Sarcoidosis is a multisystem granulomatous disorder of unknown etiology that most commonly affects young adults and is characterized pathologically by the presence of noncaseating granulomas in involved organs. Renal involvement in Sarcoidosis most commonly presents with granulomatous interstitial nephritis and calcium metabolism abnormalities such as hypercalcaemia, hypercalciuria. Glomerular involvement and nephrotic syndrome although rare may complicate Sarcoidosis. 1 The pathogenesis of glomerular disease in sarcoidosis is not known nor has a causal relationship been proven. The risk of venous thrombosis and pulmonary emboli in nephrotic syndrome is greatest when there is heavy proteinuria and the serum albumin is less than 2. The presence of heavy proteinuria helps differentiating glomerulopathies from interstitial nephritis.
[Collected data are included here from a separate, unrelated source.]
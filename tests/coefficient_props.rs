mod util;
use util::*;

use mesh_part::mesh_generation::box_quadrangles;
use mesh_part::prelude::*;
use proptest::prelude::*;
use std::collections::BTreeMap;

proptest! {
    #![proptest_config(ProptestConfig::with_cases(24))]

    #[test]
    fn scatter_then_gather_is_identity(
        nx in 2usize..7,
        ny in 1usize..4,
        width in 1usize..4,
        seed in any::<u64>(),
    ) {
        let mesh = box_quadrangles(nx, ny, [nx as f64, ny as f64]);
        let comm = LocalComm::universe(1).remove(0);
        let mut part = build_part(&mesh, &vec![0; nx * ny], comm, config(width)).unwrap();
        let values: Vec<f64> = (0..nx * ny * width)
            .map(|i| (seed.wrapping_mul(i as u64 + 1) % 1000) as f64)
            .collect();
        part.scatter_coefficients(&values).unwrap();
        prop_assert_eq!(part.gather_coefficients(), values.clone());

        // the field arrays carry the same numbers section by section
        part.gather_fields();
        for cell in part.local_cells_mut() {
            cell.coefficients_mut().fill(0.0);
        }
        part.scatter_fields();
        prop_assert_eq!(part.gather_coefficients(), values);
    }

    #[test]
    fn ghosts_mirror_owners_after_update(
        nx in 3usize..8,
        ny in 1usize..3,
        cut in 1usize..7,
        scale in 1.0f64..100.0,
    ) {
        prop_assume!(cut < nx);
        let mesh = box_quadrangles(nx, ny, [nx as f64, ny as f64]);
        let assignment = split_along_x(nx, ny, &[cut]);
        let views = on_ranks(2, |comm| {
            let mut part = build_part(&mesh, &assignment, comm, config(1)).unwrap();
            for cell in part.local_cells_mut() {
                let g = cell.global_id().get() as f64;
                cell.coefficients_mut()[0] = scale * g;
            }
            part.share_coefficients().unwrap();
            part.update_coefficients().unwrap();
            let owned: BTreeMap<u64, f64> = part
                .local_cells()
                .map(|c| (c.global_id().get(), c.coefficients()[0]))
                .collect();
            let ghosts: BTreeMap<u64, f64> = part
                .ghost_cells()
                .map(|c| (c.global_id().get(), c.coefficients()[0]))
                .collect();
            (owned, ghosts)
        });
        for (rank, (_, ghosts)) in views.iter().enumerate() {
            prop_assert_eq!(ghosts.len(), ny);
            let other = &views[1 - rank].0;
            for (gid, value) in ghosts {
                prop_assert_eq!(other.get(gid), Some(value));
            }
        }
    }
}
//! Element connectivity, one block per owned `(zone, section)` range.

use crate::mesh_error::MeshPartError;
use crate::topology::element::ElementKind;
use crate::topology::ids::{CellIndex, GlobalId};
use hashbrown::HashMap;

/// Node lists of the elements `[head, tail)` of one section.
#[derive(Clone, Debug, PartialEq, Eq)]
pub struct ElementBlock {
    pub zone: usize,
    pub section: usize,
    pub kind: ElementKind,
    pub head: u64,
    nodes: Vec<u64>,
    gids: Vec<GlobalId>,
}

impl ElementBlock {
    /// `nodes` holds `kind.npe()` 1-based node indices per element. `gids`
    /// is empty for boundary-face blocks.
    pub fn new(
        zone: usize,
        section: usize,
        kind: ElementKind,
        head: u64,
        nodes: Vec<u64>,
        gids: Vec<GlobalId>,
    ) -> Result<Self, MeshPartError> {
        let npe = kind.npe();
        if nodes.len() % npe != 0 {
            return Err(MeshPartError::InvalidMesh(format!(
                "zone {zone} section {section}: {} node indices for {npe}-node elements",
                nodes.len()
            )));
        }
        if !gids.is_empty() && gids.len() * npe != nodes.len() {
            return Err(MeshPartError::InvalidMesh(format!(
                "zone {zone} section {section}: {} cell ids for {} elements",
                gids.len(),
                nodes.len() / npe
            )));
        }
        Ok(Self {
            zone,
            section,
            kind,
            head,
            nodes,
            gids,
        })
    }

    #[inline]
    pub fn npe(&self) -> usize {
        self.kind.npe()
    }

    #[inline]
    pub fn len(&self) -> usize {
        self.nodes.len() / self.npe()
    }

    #[inline]
    pub fn is_empty(&self) -> bool {
        self.nodes.is_empty()
    }

    #[inline]
    pub fn tail(&self) -> u64 {
        self.head + self.len() as u64
    }

    /// Node indices of the `i`-th element of the block.
    #[inline]
    pub fn nodes_of(&self, i: usize) -> &[u64] {
        let npe = self.npe();
        &self.nodes[i * npe..(i + 1) * npe]
    }

    #[inline]
    pub fn gid_of(&self, i: usize) -> Option<GlobalId> {
        self.gids.get(i).copied()
    }

    pub fn index_of(&self, i: usize) -> CellIndex {
        CellIndex {
            zone: self.zone,
            section: self.section,
            element: self.head + i as u64,
            npe: self.npe(),
        }
    }
}

/// All owned cell blocks of a rank, with a GlobalId lookup.
#[derive(Clone, Debug, Default)]
pub struct Connectivity {
    blocks: Vec<ElementBlock>,
    by_gid: HashMap<GlobalId, (usize, usize)>,
}

impl Connectivity {
    pub fn new() -> Self {
        Self::default()
    }

    pub fn push(&mut self, block: ElementBlock) {
        let b = self.blocks.len();
        for i in 0..block.len() {
            if let Some(gid) = block.gid_of(i) {
                self.by_gid.insert(gid, (b, i));
            }
        }
        self.blocks.push(block);
    }

    pub fn blocks(&self) -> &[ElementBlock] {
        &self.blocks
    }

    pub fn count_cells(&self) -> usize {
        self.blocks.iter().map(ElementBlock::len).sum()
    }

    /// Block position and in-block offset of an owned cell.
    pub fn locate(&self, gid: GlobalId) -> Result<(usize, usize), MeshPartError> {
        self.by_gid
            .get(&gid)
            .copied()
            .ok_or(MeshPartError::UnknownCell(gid))
    }

    /// Zone and node indices of an owned cell.
    pub fn nodes_of(&self, gid: GlobalId) -> Result<(usize, &[u64]), MeshPartError> {
        let (b, i) = self.locate(gid)?;
        let block = &self.blocks[b];
        Ok((block.zone, block.nodes_of(i)))
    }
}
//! Faces between a local holder and a sharer (local, ghost or none).

use crate::data::Scalar;
use crate::geometry::vector::{Global, dot, scale, sub};
use crate::geometry::{Coordinate, Integrator};
use crate::part::cell::Cell;
use crate::topology::ids::{FaceId, LocalId};

/// A face; its normal points from the holder toward the sharer, or out of
/// the domain when there is no sharer.
#[derive(Clone, Debug)]
pub struct Face {
    coordinate: Coordinate,
    integrator: Integrator,
    id: FaceId,
    holder: LocalId,
    sharer: Option<LocalId>,
    holder_to_sharer: Global,
    holder_height: f64,
    sharer_height: f64,
}

impl Face {
    /// Build a face between `holder` and `sharer`; a missing sharer makes
    /// it a boundary face, mirrored through the face center.
    pub fn new<T: Scalar>(
        coordinate: Coordinate,
        integrator: Integrator,
        id: FaceId,
        holder: &Cell<T>,
        sharer: Option<&Cell<T>>,
    ) -> Self {
        let area = integrator.area();
        let holder_height = holder.volume() / area;
        let (holder_to_sharer, sharer_height) = match sharer {
            Some(s) => (sub(s.center(), holder.center()), s.volume() / area),
            None => (
                scale(sub(integrator.center(), holder.center()), 2.0),
                holder_height,
            ),
        };
        Self {
            coordinate,
            integrator,
            id,
            holder: holder.id(),
            sharer: sharer.map(Cell::id),
            holder_to_sharer,
            holder_height,
            sharer_height,
        }
    }

    #[inline]
    pub fn id(&self) -> FaceId {
        self.id
    }

    #[inline]
    pub fn holder(&self) -> LocalId {
        self.holder
    }

    #[inline]
    pub fn sharer(&self) -> Option<LocalId> {
        self.sharer
    }

    #[inline]
    pub fn is_boundary(&self) -> bool {
        self.sharer.is_none()
    }

    #[inline]
    pub fn coordinate(&self) -> &Coordinate {
        &self.coordinate
    }

    #[inline]
    pub fn integrator(&self) -> &Integrator {
        &self.integrator
    }

    #[inline]
    pub fn center(&self) -> Global {
        self.integrator.center()
    }

    #[inline]
    pub fn area(&self) -> f64 {
        self.integrator.area()
    }

    /// Unit normal.
    #[inline]
    pub fn normal(&self) -> Global {
        self.integrator.normal()
    }

    /// Sharer center minus holder center; twice the holder-to-face vector
    /// on boundaries.
    #[inline]
    pub fn holder_to_sharer(&self) -> Global {
        self.holder_to_sharer
    }

    /// Holder volume over face area.
    #[inline]
    pub fn holder_height(&self) -> f64 {
        self.holder_height
    }

    #[inline]
    pub fn sharer_height(&self) -> f64 {
        self.sharer_height
    }

    /// `(center - holder_center) · normal`; positive for a well-oriented face.
    pub(crate) fn outward_measure<T: Scalar>(&self, holder: &Cell<T>) -> f64 {
        dot(sub(self.center(), holder.center()), self.normal())
    }
}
Patients with nephrotic syndrome are at increased risk for venous thrombosis, particularly deep vein and renal vein thrombosis (DVT and RVT), which may result from loss of endogenous anticoagulant proteins such as AT III (antithrombin). Pulmonary embolism (PE) has been described in nephrotic patients with or without an evident DVT or RVT. The estimated prevalence of asymptomatic PE in patients with the nephrotic syndrome ranges from 12 to over 30 percent. 2 The case is an unusual example of sarcoidosis and severe nephrotic syndrome complicated by a hypercoagulable state.

Fig. 1
Fig. 1

References

  1. Muther RS, McCarron DA, Bennett WM. Renal manifestations of Sarcoidosis. Arch Intern Med 1981; 141:643-5.

  2. Llach F. Hypercoagulability, renal vein thrombosis, and other thrombotic complications of nephrotic syndrome. Kidney Int. 1985; 28:429-439.